C’est dingue », me dit Catherine B, réalisatrice, avec laquelle je bois un verre au café La Bulle. « Chaque fois que je finis un film, je pense que ça y est, c’est bon, que j’ai prouvé ce que j’avais à prouver et que désormais, tout sera plus facile. Les contrats vont s’enchainer, mes films se feront plus facilement… Et pas du tout. C’est toujours pareil : la croix et la bannière pour décrocher le moindre truc.»
Assise devant ma tasse de thé, je hoche la tête en silence. Je vois très bien ce qu’elle veut dire, je vis exactement la même chose. Mais je le vis avec moins d’amertume que par le passé.
Autrefois, quand mes textes étaient refusés par des revues, quand mes manuscrits étaient refusés par les éditeurs, je voyais là la douloureuse confirmation de ce que je ressentais par ailleurs : ma nullité en tant qu’auteur. Si j’avais été un écrivain, pensais-je avec tristesse, les autres s’en seraient rendu compte, ils se seraient rués sur mes nouvelles, auraient publié mes romans avec empressement. Dans la vision que j’avais alors du monde, les écrivains, les vrais, étaient nécessairement choyés et reconnus tandis que les faux, dont je faisais partie à mon corps défendant, les wannabe, ceux qui rêvaient en vain de le devenir se voyaient impitoyablement rejetés en marge par l’œil exercé, le jugement infaillible des lecteurs des maisons d’édition et passaient leur temps à se débattre avec des problèmes minables issus du quotidien.

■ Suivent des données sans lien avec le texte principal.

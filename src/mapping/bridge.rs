//! Byte pump between one local TCP socket and one peer channel.

use std::io;
use std::net::SocketAddr;

use bytes::{Bytes, BytesMut};
use ipaclinker_core::peer::PeerSession;
use tokio::io::{AsyncReadExt, AsyncWriteExt};
use tokio::net::TcpStream;
use tokio::sync::mpsc::{unbounded_channel, UnboundedReceiver, UnboundedSender};

const READ_CHUNK: usize = 16 * 1024;

/// Socket side of a bridge, held in the owner's channel table.
///
/// Dropping it ends the local socket once the bytes already handed to
/// [`Bridge::write`] are written.
pub(crate) struct Bridge {
    to_socket: UnboundedSender<Bytes>,
}

impl Bridge {
    pub(crate) fn write(&self, data: Bytes) {
        let _ = self.to_socket.send(data);
    }
}

/// Bridges an accepted socket. `done` runs once, when the pump stops.
pub(crate) fn spawn<F>(label: String, stream: TcpStream, peer: PeerSession, done: F) -> Bridge
where
    F: FnOnce(io::Result<()>) + Send + 'static,
{
    let (to_socket, rx) = unbounded_channel();
    tokio::spawn(async move {
        done(pump(&label, stream, &peer, rx).await);
    });
    Bridge { to_socket }
}

/// Connects to `target` first, writing `preamble` before anything else.
/// Channel bytes arriving meanwhile are queued.
pub(crate) fn spawn_connect<F>(
    label: String,
    target: SocketAddr,
    preamble: Option<String>,
    peer: PeerSession,
    done: F,
) -> Bridge
where
    F: FnOnce(io::Result<()>) + Send + 'static,
{
    let (to_socket, rx) = unbounded_channel();
    tokio::spawn(async move {
        let rs = async {
            let mut stream = TcpStream::connect(target).await?;
            if let Some(preamble) = preamble {
                stream.write_all(preamble.as_bytes()).await?;
            }
            log::debug!("channel {label} connected to {target}");
            pump(&label, stream, &peer, rx).await
        }
        .await;
        done(rs);
    });
    Bridge { to_socket }
}

async fn pump(
    label: &str,
    stream: TcpStream,
    peer: &PeerSession,
    mut from_channel: UnboundedReceiver<Bytes>,
) -> io::Result<()> {
    let (mut reader, mut writer) = stream.into_split();
    let mut buf = BytesMut::with_capacity(READ_CHUNK);
    loop {
        tokio::select! {
            rs = reader.read_buf(&mut buf) => {
                if rs? == 0 {
                    return Ok(());
                }
                peer.send(label, buf.split().freeze())
                    .map_err(|e| io::Error::new(io::ErrorKind::BrokenPipe, e.to_string()))?;
                buf.reserve(READ_CHUNK);
            }
            data = from_channel.recv() => match data {
                Some(data) => writer.write_all(&data).await?,
                None => {
                    // channel side is gone
                    writer.shutdown().await?;
                    return Ok(());
                }
            }
        }
    }
}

Ensuite, j’ai lu le Journal confisqué, de Mikhail Boulgakov, sur lequel je suis tombée un jour par hasard à la bibliothèque. Boulgakov est l’immense auteur de deux textes inoubliables : le Maître et Marguerite et les Mémoires d’un jeune médecin. Et qu’écrit-il dans son Journal ? De mois en mois, il déplore le fait que ses nouvelles sont refusées, que ses lettres aux éditeurs demeurent sans réponse, que ses romans restent inédits. Il passe son temps à combattre des difficultés épouvantablement concrètes : la façon dont il va payer son loyer et s’acheter de nouvelles chaussures*.
Cette lecture a été pour moi profondément éclairante, à défaut d’être consolatrice. J’y ai lu que, contrairement à ce que j’avais cru jusque là, les échecs, les refus, le parcours aride de celui qui se confronte à l’indifférence du monde ne sont pas en contradiction avec le fait d’être écrivain. Bien au contraire, ces épreuves constituent peut-être l’essence même du parcours d’un créateur. Il y a des exceptions, certes, des auteurs qui connaissent rapidement le succès et la reconnaissance. Mais pour la majorité des auteurs, quel que soit leur talent, le parcours est semé d’embûches, de raisons de se décourager. L’accepter pour aller de l’avant.
Ecrire : affronter les rebuffades et persister tout de même. Se confronter à l’indifférence annihilante des lecteurs, des éditeurs et des attachées de presse. Continuer, encore et toujours, faire entendre sa voix, malgré la surdité du monde.
*Boulgakov vit dans une société communiste, ce qui est une circonstance aggravante, mais ne change pas fondamentalement la donne.